Type System RFC by connortsui20 · Pull Request #55 · vortex-data/rfcs

connortsui20 · 2026-04-27T19:41:47Z

I'd like to revive this now as I want to create issues in the main Vortex repository that reference this.

Signed-off-by: Connor Tsui <connor.tsui20@gmail.com>

danking

If you're just trying to get something in, I'm happy to approve, but I do think the formalism could use some work.

danking · 2026-04-27T20:17:13Z

+
+### Logical vs. Physical Types
+
+A **logical type** (`DType`) describes what the data means, independent of how it is stored (e.g.,


what data means

This is true, but I think it is not very elucidating.

IMO, the important distinction between logical and physical types is that logical types define a set of operations and a set of laws. E.g. u32 supports arithmetic with the usual bounded arithmetic laws, e.g.

if a + b would not overflow, a + b - b = a

The operations empower the user to manipulate the values. The laws empower the engine to simply execution.

It defines the mathematical domain of inhibitable values and mathematical functions over these domain match exactly with vortex function over these dtypes.

Also currently the DType defines a canonical canonical array, so I guess this also defines the interpretation of the values in the array in that domain?

danking · 2026-04-27T20:23:10Z

+this separation, implementing `M` operations across `N` encodings requires `N * M` implementations.
+With it, each encoding only needs to decompress itself and each operation only needs to target
+decompressed forms, reducing the cost to `N + M`. See this
+[blog post](https://spiraldb.com/post/logical-vs-physical-data-types) for more information.


I don't think this argument is compelling to users/consumers. It appeals to engineers implementing operators or encodings.

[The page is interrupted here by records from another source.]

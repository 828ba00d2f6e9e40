// Copyright 2025 eraflo
//
// Licensed under the Apache License, Version 2.0 (the "License");
// you may not use this file except in compliance with the License.
// You may obtain a copy of the License at
//
//     http://www.apache.org/licenses/LICENSE-2.0
//
// Unless required by applicable law or agreed to in writing, software
// distributed under the License is distributed on an "AS IS" BASIS,
// WITHOUT WARRANTIES OR CONDITIONS OF ANY KIND, either express or implied.
// See the License for the specific language governing permissions and
// limitations under the License.

//! Collision policies for [`Cache::merge_into`].
//!
//! Each policy is a plain function usable as a merger, e.g.
//! `cache.with_merger(merge::overwrite)`.

use super::{Cache, CacheElement, CacheKey, RegistryGuard};
use std::sync::Arc;

/// Moves the element unless the destination already has the key, in which
/// case the destination element is kept and the incoming one is dropped.
pub fn keep_existing<E, K, A>(
    _source: &Cache<E, K, A>,
    destination: &mut RegistryGuard<'_, K, E>,
    key: &K,
    element: Arc<E>,
) where
    E: CacheElement,
    K: CacheKey,
{
    if destination.contains(key) {
        log::warn!("Duplicate {}: {}", E::TYPE_NAME, key);
        return;
    }
    destination.insert(key.clone(), element);
}

/// Moves the element, replacing whatever the destination stored under the key.
pub fn overwrite<E, K, A>(
    _source: &Cache<E, K, A>,
    destination: &mut RegistryGuard<'_, K, E>,
    key: &K,
    element: Arc<E>,
) where
    E: CacheElement,
    K: CacheKey,
{
    if destination.insert(key.clone(), element).is_some() {
        log::debug!("Replaced {}: {}", E::TYPE_NAME, key);
    }
}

IMO, the value of the logical-physical distinction is: Vortex consumers may abstractly specify work in terms of logical operations on logical types. Their code doesn't need to change when someone ships a new physical type (e.g. update Vortex and you take advantage of NewFSST without changing any code).

danking · 2026-04-27T20:38:08Z

+The critical property of a quotient type is that operations on it must be **well-defined**: they
+must produce the same result regardless of which member of the class you operate on. Formally, if
+`f : A → B` respects the equivalence relation (`a ~ a'` implies `f(a) = f(a')`), then `f` descends
+to a well-defined function on the quotient `f' : A/~ → B`.


I think this section needs to say something about the operations which are defined on each logical type. AFAICT, it's important that the operations respect the equivalence relation. In particular, the sum of two arrays shouldn't be affected by the physical encoding.

I think the theorem we want is something like this. Elements from the same equivalence class must have equivalent results under every operation.

a, a': A/~ f: A/~ -> A/~ if a ~ a' then f(a) ~ f(a')

a, b, c, d: A/~ g: (A/~, A/~) -> A/~ if a ~ c b ~ d then g(a, b) ~ g(c, d)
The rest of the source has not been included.